Excellence in Research: Molecular mechanism of Tissue Factor encryption and decryption.

This project is focused on the regulation of activity of a membrane protein Tissue Factor (TF) that serves as a cofactor for enzymes that initiate cascade reactions of blood coagulation. TF is inactive or encrypted in normal conditions, while in conditions of tissue damage, TF is exposed to coagulation enzymes and is turned into an activated or decrypted state.

The primary mechanism of TF decryption is determined by the changes in membrane phospholipids leading to high-affinity binding of coagulation enzymes to the membrane surface and the TF, located on the membrane. However, mechanisms of encryption and decryption related directly to TF are not known. This project, with the state-of-the-art computational resources of the UT System, will provide training for undergraduate HBCU students.

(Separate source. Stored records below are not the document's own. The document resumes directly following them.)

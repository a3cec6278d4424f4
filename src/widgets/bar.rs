use crate::{
    foundation::error::{ThemeError, ThemeResult},
    scene::node::{Node, NodeKind},
    widgets::WidgetUpdate,
};

/// Foreground width for `value` in `[0, 1]`, clamped to the background.
pub fn bar_width(background_width: f64, value: f64) -> f64 {
    let w = background_width * value;
    if w.is_nan() {
        return 0.0;
    }
    w.clamp(0.0, background_width.max(0.0))
}

/// Resize the foreground layer (second child) against the background (first child).
pub fn update_bar(node: &mut Node, value: f64) -> ThemeResult<WidgetUpdate> {
    let kind = node.kind_name();
    let layers = node
        .children_mut()
        .filter(|c| c.len() >= 2 && c[..2].iter().all(|n| matches!(n.kind, NodeKind::Rect { .. })))
        .ok_or_else(|| {
            ThemeError::invalid_scene(format!("bar widget bound to a {kind} node"))
        })?;

    let width = bar_width(layers[0].placement.width, value);
    let fg = &mut layers[1].placement;
    if (fg.width - width).abs() < 1e-9 {
        return Ok(WidgetUpdate::Unchanged);
    }
    fg.width = width;
    Ok(WidgetUpdate::Changed)
}

#[cfg(test)]
#[path = "../../tests/unit/widgets/bar.rs"]
mod tests;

Outcomes of this project will have societal impact by providing new details about critical molecules with impacts in cardiovascular diseases and roles in viral infections.

This project will develop a model of TF encryption and decryption based on the dimerization of TF. The model proposes an equilibrium between TF monomers and dimers. Dimers can be formed by two TF molecules bound in alternate configurations to produce encrypted, partially active, and fully active decrypted structures.

This equilibrium depends on the lipid environment whereby specific lipids can selectively stabilize encrypted or decrypted dimers. The project will create models composed of full-length TF and other members of the coagulation cascade (Factor VIIa and Factor Xa)inserted into lipid bilayers of different phospholipid compositions. Molecular dynamics (MD) simulations and molecular docking will be carried out with the TF dimer models.

Extensive comparative analysis of MD trajectories will be performed to reveal amino acids and membrane lipids essential for stabilizing TF dimers in an encrypted or decrypted state. In addition, amino acid residues involved in selective phospholipid binding and stabilization of encrypted or decrypted dimers will be selected for experimental validation of their role in TF encryption or decryption using mutational analysis combined with functional activity assays.

This award reflects NSF's statutory mission and has been deemed worthy of support through evaluation using the Foundation's intellectual merit and broader impacts review criteria.